# YOUR TASK
Search the records for the word "TokenStorage" and copy each line in which it appears.

Collected data:
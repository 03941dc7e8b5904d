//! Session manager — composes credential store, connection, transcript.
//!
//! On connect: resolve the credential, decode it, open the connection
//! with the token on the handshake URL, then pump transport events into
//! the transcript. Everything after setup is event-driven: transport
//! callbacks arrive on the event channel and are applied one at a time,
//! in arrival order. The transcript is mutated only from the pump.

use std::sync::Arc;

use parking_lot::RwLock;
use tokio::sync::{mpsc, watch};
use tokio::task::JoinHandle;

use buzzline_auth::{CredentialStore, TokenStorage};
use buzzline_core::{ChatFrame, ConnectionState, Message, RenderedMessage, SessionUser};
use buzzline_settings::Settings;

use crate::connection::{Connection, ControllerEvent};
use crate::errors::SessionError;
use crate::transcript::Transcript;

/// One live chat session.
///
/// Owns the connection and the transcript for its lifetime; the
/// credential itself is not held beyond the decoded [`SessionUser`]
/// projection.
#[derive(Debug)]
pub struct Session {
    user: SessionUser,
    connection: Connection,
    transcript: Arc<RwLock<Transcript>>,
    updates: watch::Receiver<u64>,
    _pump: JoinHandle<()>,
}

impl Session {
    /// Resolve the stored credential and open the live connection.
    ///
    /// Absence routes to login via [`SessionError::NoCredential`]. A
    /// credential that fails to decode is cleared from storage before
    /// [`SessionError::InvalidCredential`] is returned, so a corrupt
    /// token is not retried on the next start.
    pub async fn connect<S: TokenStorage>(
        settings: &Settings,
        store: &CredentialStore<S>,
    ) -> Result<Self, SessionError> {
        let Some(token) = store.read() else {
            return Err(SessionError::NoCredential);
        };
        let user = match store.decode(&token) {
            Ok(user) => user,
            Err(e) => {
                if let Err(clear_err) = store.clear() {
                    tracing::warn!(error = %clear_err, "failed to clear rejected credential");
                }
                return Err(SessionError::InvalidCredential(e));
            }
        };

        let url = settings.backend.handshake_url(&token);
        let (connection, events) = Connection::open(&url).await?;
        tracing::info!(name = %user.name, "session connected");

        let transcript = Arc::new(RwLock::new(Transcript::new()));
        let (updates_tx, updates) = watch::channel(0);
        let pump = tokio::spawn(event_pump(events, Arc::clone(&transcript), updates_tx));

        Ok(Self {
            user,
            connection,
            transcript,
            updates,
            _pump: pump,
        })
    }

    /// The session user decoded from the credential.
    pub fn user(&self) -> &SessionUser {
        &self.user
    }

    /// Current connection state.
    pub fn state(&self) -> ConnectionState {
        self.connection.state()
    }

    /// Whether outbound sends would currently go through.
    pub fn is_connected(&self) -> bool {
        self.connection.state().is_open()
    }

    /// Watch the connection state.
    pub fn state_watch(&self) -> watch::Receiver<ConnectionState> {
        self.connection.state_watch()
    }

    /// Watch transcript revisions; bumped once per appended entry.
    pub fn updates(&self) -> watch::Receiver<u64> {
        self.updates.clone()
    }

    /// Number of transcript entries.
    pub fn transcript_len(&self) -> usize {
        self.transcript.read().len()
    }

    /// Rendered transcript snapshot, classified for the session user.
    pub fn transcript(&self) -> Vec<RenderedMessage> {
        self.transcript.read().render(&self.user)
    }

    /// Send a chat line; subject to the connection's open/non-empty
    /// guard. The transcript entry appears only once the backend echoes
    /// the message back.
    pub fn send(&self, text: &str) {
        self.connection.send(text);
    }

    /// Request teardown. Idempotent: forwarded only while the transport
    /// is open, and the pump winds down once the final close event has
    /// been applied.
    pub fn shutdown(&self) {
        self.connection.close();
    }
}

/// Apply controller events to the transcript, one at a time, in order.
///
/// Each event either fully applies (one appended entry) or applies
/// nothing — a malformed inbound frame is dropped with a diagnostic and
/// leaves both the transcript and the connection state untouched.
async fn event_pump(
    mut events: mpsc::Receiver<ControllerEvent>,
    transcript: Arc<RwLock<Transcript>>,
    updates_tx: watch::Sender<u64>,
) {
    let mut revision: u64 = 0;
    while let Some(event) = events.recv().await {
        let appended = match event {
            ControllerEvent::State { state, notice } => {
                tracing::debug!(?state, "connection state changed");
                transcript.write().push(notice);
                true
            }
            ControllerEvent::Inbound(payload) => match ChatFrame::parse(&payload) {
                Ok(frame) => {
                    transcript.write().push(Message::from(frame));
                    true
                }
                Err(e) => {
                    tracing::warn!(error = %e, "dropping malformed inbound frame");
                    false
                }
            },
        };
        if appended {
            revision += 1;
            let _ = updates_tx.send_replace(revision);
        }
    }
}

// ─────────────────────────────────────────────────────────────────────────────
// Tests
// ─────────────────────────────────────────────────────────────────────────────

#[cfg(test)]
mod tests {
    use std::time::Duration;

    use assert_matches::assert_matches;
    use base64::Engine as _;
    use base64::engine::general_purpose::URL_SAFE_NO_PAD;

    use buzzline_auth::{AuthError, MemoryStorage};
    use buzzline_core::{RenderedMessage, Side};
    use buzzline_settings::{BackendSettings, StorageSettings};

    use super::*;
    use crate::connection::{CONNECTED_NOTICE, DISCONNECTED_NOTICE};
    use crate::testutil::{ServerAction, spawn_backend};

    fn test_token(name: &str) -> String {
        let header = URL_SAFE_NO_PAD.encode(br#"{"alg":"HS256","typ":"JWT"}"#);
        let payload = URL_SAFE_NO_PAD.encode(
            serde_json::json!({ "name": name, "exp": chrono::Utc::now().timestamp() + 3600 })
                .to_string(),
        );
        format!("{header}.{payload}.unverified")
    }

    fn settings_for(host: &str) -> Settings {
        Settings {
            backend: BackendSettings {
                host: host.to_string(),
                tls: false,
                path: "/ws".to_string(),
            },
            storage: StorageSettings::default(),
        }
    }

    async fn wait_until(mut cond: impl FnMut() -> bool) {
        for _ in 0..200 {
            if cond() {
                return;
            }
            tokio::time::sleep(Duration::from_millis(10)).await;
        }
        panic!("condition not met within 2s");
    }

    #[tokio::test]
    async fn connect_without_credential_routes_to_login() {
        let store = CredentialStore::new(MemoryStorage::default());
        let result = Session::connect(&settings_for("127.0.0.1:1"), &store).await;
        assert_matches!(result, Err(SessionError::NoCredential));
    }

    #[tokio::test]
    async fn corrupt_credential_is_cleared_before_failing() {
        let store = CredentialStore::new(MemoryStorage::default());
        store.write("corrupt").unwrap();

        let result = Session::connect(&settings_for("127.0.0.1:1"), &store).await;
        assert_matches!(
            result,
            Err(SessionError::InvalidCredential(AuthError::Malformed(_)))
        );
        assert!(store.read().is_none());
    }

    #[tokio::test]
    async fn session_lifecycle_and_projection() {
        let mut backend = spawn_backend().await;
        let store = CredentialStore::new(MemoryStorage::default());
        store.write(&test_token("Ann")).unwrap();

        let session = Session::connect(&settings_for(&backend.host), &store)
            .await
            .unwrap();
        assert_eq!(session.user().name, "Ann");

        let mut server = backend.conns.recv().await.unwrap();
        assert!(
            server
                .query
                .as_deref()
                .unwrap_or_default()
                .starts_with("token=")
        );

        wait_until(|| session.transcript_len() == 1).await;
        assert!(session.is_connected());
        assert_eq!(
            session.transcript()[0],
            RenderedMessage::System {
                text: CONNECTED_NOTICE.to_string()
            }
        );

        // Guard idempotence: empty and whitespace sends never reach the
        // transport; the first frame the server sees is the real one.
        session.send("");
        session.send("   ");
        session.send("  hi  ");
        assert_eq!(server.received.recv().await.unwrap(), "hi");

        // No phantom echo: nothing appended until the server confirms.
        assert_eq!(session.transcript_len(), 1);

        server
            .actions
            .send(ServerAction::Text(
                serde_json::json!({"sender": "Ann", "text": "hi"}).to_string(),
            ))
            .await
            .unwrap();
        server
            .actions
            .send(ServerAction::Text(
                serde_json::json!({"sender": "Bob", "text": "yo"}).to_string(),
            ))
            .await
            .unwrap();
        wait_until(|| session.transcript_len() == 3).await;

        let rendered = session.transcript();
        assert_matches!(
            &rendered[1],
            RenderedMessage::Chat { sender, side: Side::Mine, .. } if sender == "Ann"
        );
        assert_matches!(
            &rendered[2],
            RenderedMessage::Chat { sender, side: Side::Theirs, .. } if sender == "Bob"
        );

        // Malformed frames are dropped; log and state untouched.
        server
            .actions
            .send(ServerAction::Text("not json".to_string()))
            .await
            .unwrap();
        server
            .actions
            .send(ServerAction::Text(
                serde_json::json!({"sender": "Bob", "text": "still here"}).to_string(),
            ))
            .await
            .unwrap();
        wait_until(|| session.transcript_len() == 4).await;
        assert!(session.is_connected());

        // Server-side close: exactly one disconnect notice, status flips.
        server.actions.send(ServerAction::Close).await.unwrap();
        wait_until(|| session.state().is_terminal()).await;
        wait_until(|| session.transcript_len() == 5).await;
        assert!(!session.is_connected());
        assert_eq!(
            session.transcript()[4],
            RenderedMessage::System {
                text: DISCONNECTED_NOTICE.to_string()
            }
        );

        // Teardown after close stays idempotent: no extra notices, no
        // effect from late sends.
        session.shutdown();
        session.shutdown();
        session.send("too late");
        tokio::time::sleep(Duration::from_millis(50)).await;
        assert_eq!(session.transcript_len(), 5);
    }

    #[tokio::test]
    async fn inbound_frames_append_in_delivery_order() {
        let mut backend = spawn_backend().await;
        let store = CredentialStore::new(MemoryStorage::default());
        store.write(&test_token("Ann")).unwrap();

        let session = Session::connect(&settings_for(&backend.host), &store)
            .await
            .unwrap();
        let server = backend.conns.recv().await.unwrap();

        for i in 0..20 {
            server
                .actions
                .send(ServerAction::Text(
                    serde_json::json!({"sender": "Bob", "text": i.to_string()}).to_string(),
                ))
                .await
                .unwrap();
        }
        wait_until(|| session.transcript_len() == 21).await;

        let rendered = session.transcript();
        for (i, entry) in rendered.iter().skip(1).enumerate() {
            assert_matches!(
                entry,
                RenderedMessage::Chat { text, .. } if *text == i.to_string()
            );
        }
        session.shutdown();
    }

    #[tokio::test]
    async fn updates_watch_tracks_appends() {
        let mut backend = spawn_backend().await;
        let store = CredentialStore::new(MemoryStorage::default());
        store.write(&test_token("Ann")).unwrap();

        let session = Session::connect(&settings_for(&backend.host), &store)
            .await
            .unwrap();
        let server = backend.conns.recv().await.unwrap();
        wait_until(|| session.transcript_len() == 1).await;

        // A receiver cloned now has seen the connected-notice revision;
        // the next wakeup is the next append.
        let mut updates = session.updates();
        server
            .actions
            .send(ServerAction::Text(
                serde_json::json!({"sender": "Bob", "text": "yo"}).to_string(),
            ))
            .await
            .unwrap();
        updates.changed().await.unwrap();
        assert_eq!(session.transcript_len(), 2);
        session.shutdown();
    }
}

--

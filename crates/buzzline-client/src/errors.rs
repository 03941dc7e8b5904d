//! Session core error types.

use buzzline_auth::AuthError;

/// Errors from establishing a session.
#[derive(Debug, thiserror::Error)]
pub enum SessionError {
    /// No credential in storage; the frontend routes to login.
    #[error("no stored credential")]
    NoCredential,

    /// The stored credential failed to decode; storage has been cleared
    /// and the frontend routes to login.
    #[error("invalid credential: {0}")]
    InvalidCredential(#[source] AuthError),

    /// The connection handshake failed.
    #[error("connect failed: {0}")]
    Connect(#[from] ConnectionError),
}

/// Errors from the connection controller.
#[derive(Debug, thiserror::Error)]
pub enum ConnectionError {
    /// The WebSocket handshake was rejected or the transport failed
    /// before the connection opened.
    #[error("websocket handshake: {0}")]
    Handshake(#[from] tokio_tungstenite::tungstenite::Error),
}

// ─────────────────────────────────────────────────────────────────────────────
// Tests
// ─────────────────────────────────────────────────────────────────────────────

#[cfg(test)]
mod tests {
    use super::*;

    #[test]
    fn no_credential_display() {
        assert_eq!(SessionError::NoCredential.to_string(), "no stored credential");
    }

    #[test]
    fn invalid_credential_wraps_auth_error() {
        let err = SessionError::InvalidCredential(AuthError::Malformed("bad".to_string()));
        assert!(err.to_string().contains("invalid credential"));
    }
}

# ANSWER SECTION
use buzzline_auth::{CredentialStore, TokenStorage};
    pub async fn connect<S: TokenStorage>(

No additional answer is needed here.